**WHAT YOU ARE ASKED TO DO**. Line by line, output the material without altering anything.
◇ ◇ ◇ ◇ ◇
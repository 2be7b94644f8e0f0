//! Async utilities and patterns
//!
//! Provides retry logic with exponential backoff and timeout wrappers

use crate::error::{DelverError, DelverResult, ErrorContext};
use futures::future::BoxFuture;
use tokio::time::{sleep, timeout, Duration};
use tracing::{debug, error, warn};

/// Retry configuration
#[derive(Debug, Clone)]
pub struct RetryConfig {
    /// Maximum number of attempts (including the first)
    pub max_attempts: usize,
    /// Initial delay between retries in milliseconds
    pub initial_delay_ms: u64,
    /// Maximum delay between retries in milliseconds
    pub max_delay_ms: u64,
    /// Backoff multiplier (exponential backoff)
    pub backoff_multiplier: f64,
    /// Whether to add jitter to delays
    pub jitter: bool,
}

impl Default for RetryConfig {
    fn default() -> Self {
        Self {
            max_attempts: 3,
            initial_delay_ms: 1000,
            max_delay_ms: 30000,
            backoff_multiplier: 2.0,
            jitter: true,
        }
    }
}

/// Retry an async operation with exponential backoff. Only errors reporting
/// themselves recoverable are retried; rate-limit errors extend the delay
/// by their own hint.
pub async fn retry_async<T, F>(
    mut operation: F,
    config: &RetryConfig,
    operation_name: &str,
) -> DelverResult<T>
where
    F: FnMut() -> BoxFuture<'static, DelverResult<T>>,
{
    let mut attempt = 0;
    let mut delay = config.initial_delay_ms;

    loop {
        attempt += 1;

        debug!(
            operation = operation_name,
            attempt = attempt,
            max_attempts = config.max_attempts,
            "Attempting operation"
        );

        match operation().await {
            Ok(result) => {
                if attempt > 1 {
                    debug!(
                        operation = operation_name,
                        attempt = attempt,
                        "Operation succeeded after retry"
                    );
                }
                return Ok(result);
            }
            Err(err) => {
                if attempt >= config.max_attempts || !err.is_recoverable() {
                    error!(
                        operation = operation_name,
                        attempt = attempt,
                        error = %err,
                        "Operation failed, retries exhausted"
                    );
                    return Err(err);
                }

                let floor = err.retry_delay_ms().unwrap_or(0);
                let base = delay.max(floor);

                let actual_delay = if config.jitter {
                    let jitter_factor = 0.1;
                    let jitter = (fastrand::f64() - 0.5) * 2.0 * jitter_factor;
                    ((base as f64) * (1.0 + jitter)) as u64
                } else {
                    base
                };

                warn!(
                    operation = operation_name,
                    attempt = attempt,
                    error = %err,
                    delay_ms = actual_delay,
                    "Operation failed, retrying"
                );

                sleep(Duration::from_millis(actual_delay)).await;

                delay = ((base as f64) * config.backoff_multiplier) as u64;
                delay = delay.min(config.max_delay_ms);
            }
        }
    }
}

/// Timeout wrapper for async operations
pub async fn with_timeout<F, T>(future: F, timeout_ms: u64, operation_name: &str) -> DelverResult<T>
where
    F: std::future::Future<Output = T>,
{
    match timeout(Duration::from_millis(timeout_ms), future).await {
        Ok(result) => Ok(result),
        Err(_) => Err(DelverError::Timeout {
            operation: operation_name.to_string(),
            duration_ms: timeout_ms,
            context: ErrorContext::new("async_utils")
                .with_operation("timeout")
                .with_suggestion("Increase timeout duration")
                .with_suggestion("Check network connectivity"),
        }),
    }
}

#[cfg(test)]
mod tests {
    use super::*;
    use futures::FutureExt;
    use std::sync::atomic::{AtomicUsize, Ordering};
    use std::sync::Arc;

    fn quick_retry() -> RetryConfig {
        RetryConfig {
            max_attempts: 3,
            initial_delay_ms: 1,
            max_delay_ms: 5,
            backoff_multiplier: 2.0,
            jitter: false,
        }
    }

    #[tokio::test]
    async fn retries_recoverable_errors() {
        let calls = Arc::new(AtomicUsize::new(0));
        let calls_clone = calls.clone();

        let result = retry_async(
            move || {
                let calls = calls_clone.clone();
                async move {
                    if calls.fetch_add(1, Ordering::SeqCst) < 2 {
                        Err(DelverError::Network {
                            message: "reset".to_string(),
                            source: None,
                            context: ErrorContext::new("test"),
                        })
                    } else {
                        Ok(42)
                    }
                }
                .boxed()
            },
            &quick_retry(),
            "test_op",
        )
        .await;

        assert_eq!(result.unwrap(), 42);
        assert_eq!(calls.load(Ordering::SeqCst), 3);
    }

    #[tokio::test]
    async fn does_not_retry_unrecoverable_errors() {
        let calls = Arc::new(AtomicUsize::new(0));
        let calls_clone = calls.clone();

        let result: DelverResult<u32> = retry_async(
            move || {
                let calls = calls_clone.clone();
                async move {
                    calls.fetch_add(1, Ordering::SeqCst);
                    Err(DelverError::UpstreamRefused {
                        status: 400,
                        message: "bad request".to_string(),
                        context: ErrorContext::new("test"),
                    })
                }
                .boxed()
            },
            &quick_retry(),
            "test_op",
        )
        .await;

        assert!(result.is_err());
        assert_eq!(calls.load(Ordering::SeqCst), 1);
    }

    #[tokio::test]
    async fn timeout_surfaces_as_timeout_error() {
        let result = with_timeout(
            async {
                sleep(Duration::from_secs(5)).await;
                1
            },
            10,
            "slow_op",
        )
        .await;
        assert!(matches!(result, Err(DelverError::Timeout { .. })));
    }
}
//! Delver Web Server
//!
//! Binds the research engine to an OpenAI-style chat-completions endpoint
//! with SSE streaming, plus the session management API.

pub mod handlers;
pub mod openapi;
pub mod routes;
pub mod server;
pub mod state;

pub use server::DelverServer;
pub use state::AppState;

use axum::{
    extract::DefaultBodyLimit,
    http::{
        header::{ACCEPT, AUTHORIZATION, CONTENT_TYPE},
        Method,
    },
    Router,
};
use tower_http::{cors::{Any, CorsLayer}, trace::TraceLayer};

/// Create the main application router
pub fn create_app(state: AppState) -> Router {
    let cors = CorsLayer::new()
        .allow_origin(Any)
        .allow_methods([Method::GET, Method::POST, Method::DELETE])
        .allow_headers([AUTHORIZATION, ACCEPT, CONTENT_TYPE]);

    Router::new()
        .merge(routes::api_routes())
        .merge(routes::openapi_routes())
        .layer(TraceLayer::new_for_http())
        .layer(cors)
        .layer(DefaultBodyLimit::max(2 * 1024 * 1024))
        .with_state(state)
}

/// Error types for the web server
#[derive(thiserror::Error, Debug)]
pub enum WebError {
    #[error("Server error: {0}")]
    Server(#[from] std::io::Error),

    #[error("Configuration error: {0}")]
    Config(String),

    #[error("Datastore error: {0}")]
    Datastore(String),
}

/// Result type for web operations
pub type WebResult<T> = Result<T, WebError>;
◇ ◇ ◇ ◇ ◇
**ANSWER TO THE PROBLEM**.
repository 2be7b94644f8e0f0
//! Async utilities and patterns
//!
//! Provides retry logic with exponential backoff and timeout wrappers

use crate::error::{DelverError, DelverResult, ErrorContext};
use futures::future::BoxFuture;
use tokio::time::{sleep, timeout, Duration};
use tracing::{debug, error, warn};

/// Retry configuration
#[derive(Debug, Clone)]
pub struct RetryConfig {
    /// Maximum number of attempts (including the first)
    pub max_attempts: usize,
    /// Initial delay between retries in milliseconds
    pub initial_delay_ms: u64,
    /// Maximum delay between retries in milliseconds
    pub max_delay_ms: u64,
    /// Backoff multiplier (exponential backoff)
    pub backoff_multiplier: f64,
    /// Whether to add jitter to delays
    pub jitter: bool,
}

impl Default for RetryConfig {
    fn default() -> Self {
        Self {
            max_attempts: 3,
            initial_delay_ms: 1000,
            max_delay_ms: 30000,
            backoff_multiplier: 2.0,
            jitter: true,
        }
    }
}

/// Retry an async operation with exponential backoff. Only errors reporting
/// themselves recoverable are retried; rate-limit errors extend the delay
/// by their own hint.
pub async fn retry_async<T, F>(
    mut operation: F,
    config: &RetryConfig,
    operation_name: &str,
) -> DelverResult<T>
where
    F: FnMut() -> BoxFuture<'static, DelverResult<T>>,
{
    let mut attempt = 0;
    let mut delay = config.initial_delay_ms;

    loop {
        attempt += 1;

        debug!(
            operation = operation_name,
            attempt = attempt,
            max_attempts = config.max_attempts,
            "Attempting operation"
        );

        match operation().await {
            Ok(result) => {
                if attempt > 1 {
                    debug!(
                        operation = operation_name,
                        attempt = attempt,
                        "Operation succeeded after retry"
                    );
                }
                return Ok(result);
            }
            Err(err) => {
                if attempt >= config.max_attempts || !err.is_recoverable() {
                    error!(
                        operation = operation_name,
                        attempt = attempt,
                        error = %err,
                        "Operation failed, retries exhausted"
                    );
                    return Err(err);
                }

                let floor = err.retry_delay_ms().unwrap_or(0);
                let base = delay.max(floor);

                let actual_delay = if config.jitter {
                    let jitter_factor = 0.1;
                    let jitter = (fastrand::f64() - 0.5) * 2.0 * jitter_factor;
                    ((base as f64) * (1.0 + jitter)) as u64
                } else {
                    base
                };

                warn!(
                    operation = operation_name,
                    attempt = attempt,
                    error = %err,
                    delay_ms = actual_delay,
                    "Operation failed, retrying"
                );

                sleep(Duration::from_millis(actual_delay)).await;

                delay = ((base as f64) * config.backoff_multiplier) as u64;
                delay = delay.min(config.max_delay_ms);
            }
        }
    }
}

/// Timeout wrapper for async operations
pub async fn with_timeout<F, T>(future: F, timeout_ms: u64, operation_name: &str) -> DelverResult<T>
where
    F: std::future::Future<Output = T>,
{
    match timeout(Duration::from_millis(timeout_ms), future).await {
        Ok(result) => Ok(result),
        Err(_) => Err(DelverError::Timeout {
            operation: operation_name.to_string(),
            duration_ms: timeout_ms,
            context: ErrorContext::new("async_utils")
                .with_operation("timeout")
                .with_suggestion("Increase timeout duration")
                .with_suggestion("Check network connectivity"),
        }),
    }
}

#[cfg(test)]
mod tests {
    use super::*;
    use futures::FutureExt;
    use std::sync::atomic::{AtomicUsize, Ordering};
    use std::sync::Arc;

    fn quick_retry() -> RetryConfig {
        RetryConfig {
            max_attempts: 3,
            initial_delay_ms: 1,
            max_delay_ms: 5,
            backoff_multiplier: 2.0,
            jitter: false,
        }
    }

    #[tokio::test]
    async fn retries_recoverable_errors() {
        let calls = Arc::new(AtomicUsize::new(0));
        let calls_clone = calls.clone();

        let result = retry_async(
            move || {
                let calls = calls_clone.clone();
                async move {
                    if calls.fetch_add(1, Ordering::SeqCst) < 2 {
                        Err(DelverError::Network {
                            message: "reset".to_string(),
                            source: None,
                            context: ErrorContext::new("test"),
                        })
                    } else {
                        Ok(42)
                    }
                }
                .boxed()
            },
            &quick_retry(),
            "test_op",
        )
        .await;

        assert_eq!(result.unwrap(), 42);
        assert_eq!(calls.load(Ordering::SeqCst), 3);
    }

    #[tokio::test]
    async fn does_not_retry_unrecoverable_errors() {
        let calls = Arc::new(AtomicUsize::new(0));
        let calls_clone = calls.clone();

        let result: DelverResult<u32> = retry_async(
            move || {
                let calls = calls_clone.clone();
                async move {
                    calls.fetch_add(1, Ordering::SeqCst);
                    Err(DelverError::UpstreamRefused {
                        status: 400,
                        message: "bad request".to_string(),
                        context: ErrorContext::new("test"),
                    })
                }
                .boxed()
            },
            &quick_retry(),
            "test_op",
        )
        .await;

        assert!(result.is_err());
        assert_eq!(calls.load(Ordering::SeqCst), 1);
    }

    #[tokio::test]
    async fn timeout_surfaces_as_timeout_error() {
        let result = with_timeout(
            async {
                sleep(Duration::from_secs(5)).await;
                1
            },
            10,
            "slow_op",
        )
        .await;
        assert!(matches!(result, Err(DelverError::Timeout { .. })));
    }
}
//! Delver Web Server
//!
//! Binds the research engine to an OpenAI-style chat-completions endpoint
//! with SSE streaming, plus the session management API.

pub mod handlers;
pub mod openapi;
pub mod routes;
pub mod server;
pub mod state;

pub use server::DelverServer;
pub use state::AppState;

use axum::{
    extract::DefaultBodyLimit,
    http::{
        header::{ACCEPT, AUTHORIZATION, CONTENT_TYPE},
        Method,
    },
    Router,
};
use tower_http::{cors::{Any, CorsLayer}, trace::TraceLayer};

/// Create the main application router
pub fn create_app(state: AppState) -> Router {
    let cors = CorsLayer::new()
        .allow_origin(Any)
        .allow_methods([Method::GET, Method::POST, Method::DELETE])
        .allow_headers([AUTHORIZATION, ACCEPT, CONTENT_TYPE]);

    Router::new()
        .merge(routes::api_routes())
        .merge(routes::openapi_routes())
        .layer(TraceLayer::new_for_http())
        .layer(cors)
        .layer(DefaultBodyLimit::max(2 * 1024 * 1024))
        .with_state(state)
}

/// Error types for the web server
#[derive(thiserror::Error, Debug)]
pub enum WebError {
    #[error("Server error: {0}")]
    Server(#[from] std::io::Error),

    #[error("Configuration error: {0}")]
    Config(String),

    #[error("Datastore error: {0}")]
    Datastore(String),
}

/// Result type for web operations
pub type WebResult<T> = Result<T, WebError>;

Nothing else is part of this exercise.